I ended up having to leave college because of problems with home nursing care, and eventually I began to outlive my family’s ability to take care of me, and ended up relocating to New York City in August, 2008. Because of difficulties getting home care approved and started, home nursing agencies that are dysfunctional and cruel, and relentless ablism faced by me and my partner Alejandra, my first 378 days in New York were spent in a city rehab hospital. It was my first stent in a facility, and I learned a lot about the system that keeps unnecessary institutionalization going and told the world in The First Video Blog Series From Inside An Institution In History. Make especially sure to watch my videos What Life In An Institution Is Really Like, And Why This Entire Model Should Be Replaced and Too Many Setbacks To Count (about the barriers and delays to getting home, with music).

Because Alejandra and I love each other, we made the decision to spend our lives together, as many people with and without disabilities do. However, most people with disabilities living in the U.S. run into the so-called “marriage penalty” if they receive federal Social Security benefits, which are reduced by one-third if two recipients marry. Choosing to declare our commitment to each other despite this policy, we held a commitment ceremony in Central Park on June 6, 2010. It was also an opportunity for others in the community to learn about and share their experiences with this injustice.

Getting the supports needed to maintain my health and safety, attain freedom to access the community and resume college remain problematic. I write and draw webcomics, such as Theodore Roosevelt and the Rough Riders vs. Zombies. I was going to show my work from a table at the MoCCA Festival, and ended up canceling because we didn’t have the help for getting me up in the chair and out to the festival. For me as a disabled man, “freedom,” means that I have good caregivers around me that can help me do stuff. Without those people, I’m stuck in my room at best, and, at worst, dead.

Nurses, personal care attendants, and other home caregivers will always remain enormously important in any model because in first world countries the cost of living is high, and thus the people doing the bulk of the care will be the ones who can do it without losing their apartment. Paid supports should be budgeted by the disabled person (see individualized budgets and the Cash & Counseling program) so that both the caregivers and the patient aren’t constantly battling middlemen–agencies and Medicaid, and so the patient can give their best staff higher pay and bonuses. This essay isn’t meant diminish the importance of nurses and PCAs but to re-imagine them as part of a support community that form around people with disabilities; with families and communities that refuse to shelve their people in prison-like nursing facilities, that refuse to use a strict, heartless medical model inside the home, that say NO to materialism and profiteering, and instead focus on care and caring.

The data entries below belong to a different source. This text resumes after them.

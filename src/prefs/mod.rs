// ── Preference persistence ────────────────────────────────────────────────────
//
// Window geometry and the dark-mode flag survive restarts.  The session only
// sees the `PreferenceStore` trait; `JsonPreferenceStore` backs it with
// `<config dir>\Slate\preferences.json`, `MemoryPreferenceStore` with a
// plain struct.  No `unsafe`; pure safe Rust + serde_json.

use std::{
    fs, io,
    path::{Path, PathBuf},
};

use serde::{Deserialize, Serialize};
use tracing::{debug, warn};

use crate::error::{Result, SlateError};

// ── Values ────────────────────────────────────────────────────────────────────

/// Position and outer size of the main window, in screen pixels.
#[derive(Debug, Clone, Copy, PartialEq, Eq)]
pub struct WindowGeometry {
    pub x: i32,
    pub y: i32,
    pub width: i32,
    pub height: i32,
}

impl Default for WindowGeometry {
    fn default() -> Self {
        Self {
            x: 100,
            y: 100,
            width: 800,
            height: 600,
        }
    }
}

/// Everything the session reads from the store at startup.
#[derive(Debug, Clone, Copy, PartialEq, Eq, Default)]
pub struct Preferences {
    pub window: WindowGeometry,
    pub dark_mode: bool,
}

/// A single key together with the value to store under it.
#[derive(Debug, Clone, Copy, PartialEq, Eq)]
pub enum Preference {
    WindowX(i32),
    WindowY(i32),
    WindowWidth(i32),
    WindowHeight(i32),
    DarkMode(bool),
}

impl Preference {
    /// The persisted key name.
    pub fn key(self) -> &'static str {
        match self {
            Self::WindowX(_) => "windowX",
            Self::WindowY(_) => "windowY",
            Self::WindowWidth(_) => "windowWidth",
            Self::WindowHeight(_) => "windowHeight",
            Self::DarkMode(_) => "darkMode",
        }
    }

    /// The four entries that make up a window geometry.
    pub fn geometry(g: WindowGeometry) -> [Preference; 4] {
        [
            Self::WindowX(g.x),
            Self::WindowY(g.y),
            Self::WindowWidth(g.width),
            Self::WindowHeight(g.height),
        ]
    }

    fn apply_to(self, prefs: &mut Preferences) {
        match self {
            Self::WindowX(v) => prefs.window.x = v,
            Self::WindowY(v) => prefs.window.y = v,
            Self::WindowWidth(v) => prefs.window.width = v,
            Self::WindowHeight(v) => prefs.window.height = v,
            Self::DarkMode(v) => prefs.dark_mode = v,
        }
    }
}

// ── Store interface ───────────────────────────────────────────────────────────

/// Keyed preference storage injected into the editor session.
pub trait PreferenceStore {
    /// Current values, with defaults for anything never saved.
    fn load(&self) -> Preferences;

    /// Persist one value immediately.
    fn save(&mut self, pref: Preference) -> Result<()>;

    /// Persist several values together.  Stops at the first failure.
    fn save_all(&mut self, prefs: &[Preference]) -> Result<()> {
        prefs.iter().try_for_each(|&pref| self.save(pref))
    }
}

impl<S: PreferenceStore + ?Sized> PreferenceStore for Box<S> {
    fn load(&self) -> Preferences {
        (**self).load()
    }

    fn save(&mut self, pref: Preference) -> Result<()> {
        (**self).save(pref)
    }

    fn save_all(&mut self, prefs: &[Preference]) -> Result<()> {
        (**self).save_all(prefs)
    }
}

/// The store the binary uses: the JSON file at `path` (or the default
/// location), falling back to memory when there is no config directory.
pub fn open_store(path: Option<PathBuf>) -> Box<dyn PreferenceStore> {
    match path.or_else(default_path) {
        Some(path) => {
            debug!(path = %path.display(), "using preferences file");
            Box::new(JsonPreferenceStore::open(path))
        }
        None => {
            warn!("no config directory; preferences will not persist");
            Box::new(MemoryPreferenceStore::default())
        }
    }
}

// ── In-memory store ───────────────────────────────────────────────────────────

/// Process-lifetime store.  Also records every write, in order.
#[derive(Debug, Default)]
pub struct MemoryPreferenceStore {
    prefs: Preferences,
    writes: Vec<Preference>,
}

impl MemoryPreferenceStore {
    pub fn new(prefs: Preferences) -> Self {
        Self {
            prefs,
            writes: Vec::new(),
        }
    }

    /// Every `save` call seen so far.
    pub fn writes(&self) -> &[Preference] {
        &self.writes
    }
}

impl PreferenceStore for MemoryPreferenceStore {
    fn load(&self) -> Preferences {
        self.prefs
    }

    fn save(&mut self, pref: Preference) -> Result<()> {
        pref.apply_to(&mut self.prefs);
        self.writes.push(pref);
        Ok(())
    }
}

// ── On-disk format ────────────────────────────────────────────────────────────

const PREFS_VERSION: u32 = 1;

/// Root of the JSON preferences file.  Field names are the persisted keys.
#[derive(Debug, Serialize, Deserialize)]
#[serde(rename_all = "camelCase")]
pub(crate) struct PrefsFile {
    #[serde(default = "current_version")]
    pub(crate) version: u32,
    #[serde(default = "default_x")]
    pub(crate) window_x: i32,
    #[serde(default = "default_y")]
    pub(crate) window_y: i32,
    #[serde(default = "default_width")]
    pub(crate) window_width: i32,
    #[serde(default = "default_height")]
    pub(crate) window_height: i32,
    #[serde(default)]
    pub(crate) dark_mode: bool,
}

fn current_version() -> u32 {
    PREFS_VERSION
}
fn default_x() -> i32 {
    WindowGeometry::default().x
}
fn default_y() -> i32 {
    WindowGeometry::default().y
}
fn default_width() -> i32 {
    WindowGeometry::default().width
}
fn default_height() -> i32 {
    WindowGeometry::default().height
}

impl From<&Preferences> for PrefsFile {
    fn from(p: &Preferences) -> Self {
        Self {
            version: PREFS_VERSION,
            window_x: p.window.x,
            window_y: p.window.y,
            window_width: p.window.width,
            window_height: p.window.height,
            dark_mode: p.dark_mode,
        }
    }
}

impl From<PrefsFile> for Preferences {
    fn from(f: PrefsFile) -> Self {
        Self {
            window: WindowGeometry {
                x: f.window_x,
                y: f.window_y,
                width: f.window_width,
                height: f.window_height,
            },
            dark_mode: f.dark_mode,
        }
    }
}

// ── JSON file store ───────────────────────────────────────────────────────────

/// Return the default preferences path: `<config dir>/Slate/preferences.json`.
///
/// Returns `None` if the platform has no per-user config directory.
pub fn default_path() -> Option<PathBuf> {
    let mut p = dirs::config_dir()?;
    p.push("Slate");
    p.push("preferences.json");
    Some(p)
}

/// Store backed by a JSON file.  Every `save` rewrites the whole file.
#[derive(Debug)]
pub struct JsonPreferenceStore {
    path: PathBuf,
    prefs: Preferences,
}

impl JsonPreferenceStore {
    /// Open the store at `path`.  A missing, unreadable or foreign-version
    /// file yields defaults; the file is only created on the first `save`.
    pub fn open(path: impl Into<PathBuf>) -> Self {
        let path = path.into();
        let prefs = read_file(&path).unwrap_or_default();
        Self { path, prefs }
    }

    fn write(&self) -> Result<()> {
        let io_err = |source: io::Error| SlateError::PrefsIo {
            path: self.path.clone(),
            source,
        };

        if let Some(dir) = self.path.parent() {
            fs::create_dir_all(dir).map_err(io_err)?;
        }

        let file = fs::File::create(&self.path).map_err(io_err)?;
        serde_json::to_writer_pretty(file, &PrefsFile::from(&self.prefs))?;
        Ok(())
    }
}

impl PreferenceStore for JsonPreferenceStore {
    fn load(&self) -> Preferences {
        self.prefs
    }

    fn save(&mut self, pref: Preference) -> Result<()> {
        pref.apply_to(&mut self.prefs);
        debug!(key = pref.key(), path = %self.path.display(), "saving preference");
        self.write()
    }

    fn save_all(&mut self, prefs: &[Preference]) -> Result<()> {
        for pref in prefs {
            pref.apply_to(&mut self.prefs);
        }
        debug!(count = prefs.len(), path = %self.path.display(), "saving preferences");
        self.write()
    }
}

/// Read and parse the preferences file.
///
/// Returns `None` on any error: file missing, JSON parse failure, or an
/// unrecognised version number.
fn read_file(path: &Path) -> Option<Preferences> {
    let data = match fs::read(path) {
        Ok(data) => data,
        Err(e) if e.kind() == io::ErrorKind::NotFound => return None,
        Err(e) => {
            warn!(path = %path.display(), error = %e, "cannot read preferences");
            return None;
        }
    };
    let file: PrefsFile = match serde_json::from_slice(&data) {
        Ok(file) => file,
        Err(e) => {
            warn!(path = %path.display(), error = %e, "ignoring malformed preferences");
            return None;
        }
    };
    if file.version != PREFS_VERSION {
        warn!(version = file.version, "ignoring preferences with unknown version");
        return None;
    }
    Some(file.into())
}

// ── Tests ─────────────────────────────────────────────────────────────────────

#[cfg(test)]
mod tests {
    use super::*;

    #[test]
    fn defaults_match_first_run_layout() {
        let p = Preferences::default();
        assert_eq!(p.window, WindowGeometry { x: 100, y: 100, width: 800, height: 600 });
        assert!(!p.dark_mode);
    }

    #[test]
    fn keys_use_persisted_names() {
        assert_eq!(Preference::WindowX(0).key(), "windowX");
        assert_eq!(Preference::WindowY(0).key(), "windowY");
        assert_eq!(Preference::WindowWidth(0).key(), "windowWidth");
        assert_eq!(Preference::WindowHeight(0).key(), "windowHeight");
        assert_eq!(Preference::DarkMode(true).key(), "darkMode");
    }

    #[test]
    fn json_field_names_are_the_keys() {
        let json = serde_json::to_string(&PrefsFile::from(&Preferences::default()))
            .expect("serialize");
        for key in ["windowX", "windowY", "windowWidth", "windowHeight", "darkMode"] {
            assert!(json.contains(key), "{key} missing from {json}");
        }
    }

    /// Files missing some keys fall back per field.
    #[test]
    fn missing_fields_take_defaults() {
        let json = r#"{"version":1,"windowX":7}"#;
        let f: PrefsFile = serde_json::from_str(json).expect("deserialize partial file");
        let p = Preferences::from(f);
        assert_eq!(p.window.x, 7);
        assert_eq!(p.window.y, 100);
        assert_eq!(p.window.width, 800);
        assert_eq!(p.window.height, 600);
        assert!(!p.dark_mode);
    }

    #[test]
    fn memory_store_applies_and_records_writes() {
        let mut store = MemoryPreferenceStore::default();
        store.save(Preference::DarkMode(true)).expect("save");
        store.save(Preference::WindowWidth(1024)).expect("save");
        let p = store.load();
        assert!(p.dark_mode);
        assert_eq!(p.window.width, 1024);
        assert_eq!(
            store.writes(),
            &[Preference::DarkMode(true), Preference::WindowWidth(1024)]
        );
    }

    #[test]
    fn json_store_missing_file_yields_defaults() {
        let dir = tempfile::tempdir().expect("tempdir");
        let store = JsonPreferenceStore::open(dir.path().join("nope.json"));
        assert_eq!(store.load(), Preferences::default());
    }

    #[test]
    fn json_store_persists_across_reopen() {
        let dir = tempfile::tempdir().expect("tempdir");
        let path = dir.path().join("Slate").join("preferences.json");

        let mut store = JsonPreferenceStore::open(&path);
        for pref in Preference::geometry(WindowGeometry { x: 5, y: 6, width: 700, height: 500 }) {
            store.save(pref).expect("save geometry");
        }
        store.save(Preference::DarkMode(true)).expect("save dark mode");

        let reopened = JsonPreferenceStore::open(&path);
        let p = reopened.load();
        assert_eq!(p.window, WindowGeometry { x: 5, y: 6, width: 700, height: 500 });
        assert!(p.dark_mode);
    }

    #[test]
    fn json_store_saves_a_batch_in_one_write() {
        let dir = tempfile::tempdir().expect("tempdir");
        let path = dir.path().join("preferences.json");
        let g = WindowGeometry { x: -8, y: 0, width: 1920, height: 1040 };

        let mut store = JsonPreferenceStore::open(&path);
        store.save_all(&Preference::geometry(g)).expect("save batch");

        let written: PrefsFile =
            serde_json::from_slice(&fs::read(&path).expect("read")).expect("parse");
        assert_eq!(Preferences::from(written).window, g);
        assert_eq!(JsonPreferenceStore::open(&path).load().window, g);
    }

    #[test]
    fn json_store_ignores_garbage() {
        let dir = tempfile::tempdir().expect("tempdir");
        let path = dir.path().join("preferences.json");
        fs::write(&path, b"{ not json").expect("write");
        assert_eq!(JsonPreferenceStore::open(&path).load(), Preferences::default());
    }

    #[test]
    fn json_store_rejects_wrong_version() {
        let dir = tempfile::tempdir().expect("tempdir");
        let path = dir.path().join("preferences.json");
        fs::write(&path, br#"{"version":99,"darkMode":true}"#).expect("write");
        assert!(!JsonPreferenceStore::open(&path).load().dark_mode);
    }

    #[test]
    fn json_store_reports_unwritable_path() {
        let dir = tempfile::tempdir().expect("tempdir");
        // A regular file where the parent directory should be.
        let blocker = dir.path().join("blocker");
        fs::write(&blocker, b"").expect("write");
        let mut store = JsonPreferenceStore::open(blocker.join("preferences.json"));
        let err = store.save(Preference::DarkMode(true)).expect_err("write must fail");
        assert!(matches!(err, SlateError::PrefsIo { .. }));
    }
}
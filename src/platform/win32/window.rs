// ── Main window ───────────────────────────────────────────────────────────────
//
// Responsibilities in this file (unsafe confined here):
//   • Register the main window class and create the window at the persisted
//     geometry, with the File / Settings menu bar and its accelerators.
//   • Own the `WindowState` (session + EDIT control) through GWLP_USERDATA.
//   • Run the Win32 message loop.
//   • Dispatch WM_COMMAND, WM_MOUSEWHEEL, WM_CTLCOLOREDIT, WM_SIZE,
//     WM_SETFOCUS, WM_CLOSE, WM_DESTROY, WM_NCDESTROY.
//
// Every session command goes through `WindowState::command`; document I/O
// failures become an "Error" message box, other failures are logged, and the
// window carries on.

#![allow(unsafe_code)]

use std::{
    cell::{Cell, RefCell},
    ffi::c_void,
    path::PathBuf,
};

use tracing::{debug, error, warn};
use windows::{
    core::{w, PCWSTR},
    Win32::{
        Foundation::{HINSTANCE, HWND, LPARAM, LRESULT, RECT, WPARAM},
        Graphics::Gdi::{GetStockObject, UpdateWindow, HBRUSH, HDC, WHITE_BRUSH},
        System::LibraryLoader::GetModuleHandleW,
        UI::WindowsAndMessaging::{
            AppendMenuW, CheckMenuItem, CreateAcceleratorTableW, CreateMenu, CreateWindowExW,
            DefWindowProcW, DestroyAcceleratorTable, DestroyWindow, DispatchMessageW,
            GetClientRect, GetMenu, GetMessageW, GetWindowLongPtrW, GetWindowPlacement,
            GetWindowRect, IsIconic,
            LoadCursorW, LoadIconW, PostQuitMessage, RegisterClassExW, SendMessageW,
            SetWindowLongPtrW, SetWindowTextW, ShowWindow, SystemParametersInfoW,
            TranslateAcceleratorW, SPI_GETWHEELSCROLLLINES, SYSTEM_PARAMETERS_INFO_UPDATE_FLAGS,
            TranslateMessage, ACCEL, CS_HREDRAW, CS_VREDRAW, FCONTROL, FSHIFT, FVIRTKEY,
            GWLP_USERDATA, HACCEL, HMENU, IDC_ARROW, IDI_APPLICATION, MF_BYCOMMAND, MF_CHECKED,
            MF_POPUP, MF_STRING, MF_UNCHECKED, MSG, SW_SHOW, WINDOWPLACEMENT, WINDOW_EX_STYLE,
            WM_CLOSE, WM_COMMAND, WM_CTLCOLOREDIT, WM_DESTROY, WM_MOUSEWHEEL, WM_NCDESTROY,
            WM_SETFOCUS, WM_SIZE, WNDCLASSEXW, WS_OVERLAPPEDWINDOW,
        },
    },
};

use super::{
    dialogs::{self, wide, DialogPrompter},
    last_error,
};
use crate::{
    app::EditorSession,
    editor::{edit_control::EditControl, from_display, to_display},
    error::{Result, SlateError},
    font::{WheelEffect, WheelInput},
    prefs::{PreferenceStore, WindowGeometry},
};

// ── Window identity ───────────────────────────────────────────────────────────

/// Atom name used to register (and later find) the main window class.
const CLASS_NAME: PCWSTR = w!("SlateMainWindow");

// ── Menu command IDs ──────────────────────────────────────────────────────────

const IDM_FILE_OPEN: usize = 1001;
const IDM_FILE_SAVE: usize = 1002;
const IDM_FILE_SAVE_AS: usize = 1003;
const IDM_SETTINGS_DARK_MODE: usize = 2001;
const IDM_SETTINGS_FONT: usize = 2002;

// ── Wheel input ───────────────────────────────────────────────────────────────

/// WM_MOUSEWHEEL delta for one notch.
const WHEEL_DELTA: i32 = 120;
/// `MK_CONTROL` bit in the WM_MOUSEWHEEL key state.
const MK_CONTROL: usize = 0x0008;
/// System default for SPI_GETWHEELSCROLLLINES.
const DEFAULT_LINES_PER_NOTCH: i32 = 3;
/// SPI_GETWHEELSCROLLLINES value meaning "one screen per notch".
const WHEEL_PAGESCROLL: u32 = u32::MAX;
/// The text surface's unit scroll increment, in pixels.
const UNIT_INCREMENT: i32 = 1;

type Session = EditorSession<Box<dyn PreferenceStore>>;

// ── Window state ──────────────────────────────────────────────────────────────

/// Everything the WndProc needs, reachable from GWLP_USERDATA.
///
/// Modal dialogs pump messages while a command is running, so the session
/// sits behind a `RefCell` and re-entrant handlers that find it borrowed back
/// off.  Painting only touches `edit`, which never needs the session.
struct WindowState {
    session: RefCell<Session>,
    edit: EditControl,
    /// Sub-notch wheel delta left over from high-resolution wheels.
    wheel_carry: Cell<i32>,
}

impl WindowState {
    fn command(&self, hwnd: HWND, id: usize) {
        let Ok(mut session) = self.session.try_borrow_mut() else {
            debug!(id, "command ignored while another is running");
            return;
        };
        let mut prompter = DialogPrompter { owner: hwnd };

        match id {
            IDM_FILE_OPEN => {
                if let Some(true) = report(hwnd, session.open_interactive(&mut prompter)) {
                    self.show_document(hwnd, &session);
                }
            }
            IDM_FILE_SAVE => {
                session.set_text(from_display(&self.edit.text()));
                report(hwnd, session.save(&mut prompter));
                set_title(hwnd, &session);
            }
            IDM_FILE_SAVE_AS => {
                session.set_text(from_display(&self.edit.text()));
                report(hwnd, session.save_as(&mut prompter));
                set_title(hwnd, &session);
            }
            IDM_SETTINGS_DARK_MODE => {
                let dark = !session.is_dark();
                let palette = session.toggle_dark_mode(dark);
                report(hwnd, self.edit.apply_palette(palette));
                check_dark_mode_item(hwnd, dark);
            }
            IDM_SETTINGS_FONT => {
                if session.change_font(&mut prompter) {
                    report(hwnd, self.edit.apply_font(session.font()));
                }
            }
            _ => {}
        }
    }

    /// Open the file named on the command line, if it is one.
    fn open_startup(&self, hwnd: HWND, path: PathBuf) {
        let Ok(mut session) = self.session.try_borrow_mut() else {
            return;
        };
        if let Some(true) = report(hwnd, session.open_startup_arg(path)) {
            self.show_document(hwnd, &session);
        }
    }

    fn show_document(&self, hwnd: HWND, session: &Session) {
        report(hwnd, self.edit.set_text(&to_display(session.text())));
        set_title(hwnd, session);
    }

    fn wheel(&self, hwnd: HWND, wparam: WPARAM) {
        let key_state = wparam.0 & 0xFFFF;
        let delta = ((wparam.0 >> 16) & 0xFFFF) as u16 as i16 as i32;

        let total = self.wheel_carry.get() + delta;
        let notches = total / WHEEL_DELTA;
        self.wheel_carry.set(total % WHEEL_DELTA);
        if notches == 0 {
            return;
        }

        let Ok(mut session) = self.session.try_borrow_mut() else {
            return;
        };
        let per_notch = lines_per_notch(
            wheel_scroll_setting(),
            client_height(hwnd) / self.edit.line_height().max(1),
        );
        let input = WheelInput {
            notches,
            // Rolling away from the user scrolls toward the top.
            units_to_scroll: notches.saturating_mul(per_notch).saturating_neg(),
            fine: key_state & MK_CONTROL != 0,
        };
        match session.wheel(input, UNIT_INCREMENT) {
            WheelEffect::FontResized(_) => {
                report(hwnd, self.edit.apply_font(session.font()));
            }
            WheelEffect::ScrollBy(pixels) => {
                self.edit.scroll_lines(pixels_to_lines(pixels, self.edit.line_height()));
            }
        }
    }

    fn close(&self, hwnd: HWND) {
        let Ok(mut session) = self.session.try_borrow_mut() else {
            return;
        };
        match window_geometry(hwnd) {
            Some(g) => session.on_close(g),
            None => warn!("could not read window geometry; not persisted"),
        }
    }
}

Personal care is incredibly intimate and sensitive, caregivers see and touch and care for wounds, deformities and vulnerabilities that no one else sees, this is soulful and special work; it should never be callously commodified or turned into a cold assembly line in a nursing facility. The people who are good at going into someone’s home and making them clean, comfortable, giving them care and freedom, are very special people. In a new social model, friends and neighbors of the disabled person partner with and lend their support to these special caregivers, helping them and assisting them to assist their patient. The caregivers in turn helping the friends to help their patient. They care about each other and collaborate to help the disabled person. The community loves and supports each other.

Relying on Medicaid to give me ALL the assistance needed to live a real life in the community will always be difficult as long as Medicaid is locked-in to the medical model. It’s near impossible without friends and volunteers in your community lending some support. What is needed is the social model: normalization of disability: for society at large to start seeing people with disabilities as equal members of families and communities, instead of undue burdens. If someone in the community had cared about the kid who couldn’t manage the zipper on his pants, he wouldn’t have been at risk of institutionalization at great cost to his community. If the community would give their time and love more, we’d need Medicaid, the increasingly dark, Kafkaesque bureaucracy that pays for services for disabled people, less.

There are plenty of ways for the community to support people with disabilities. When I was hospitalized for several months in early 1992, Bettie Hudgens, the founder of the Communications department at Spring Hill College, where my mom taught, created a sign up sheet so that volunteers would visit me every day, so I would have someone checking in on me during the hours mom was teaching. The signup sheet allowed the community to organize around me so that every day was covered. We need that kind of community building now more than ever.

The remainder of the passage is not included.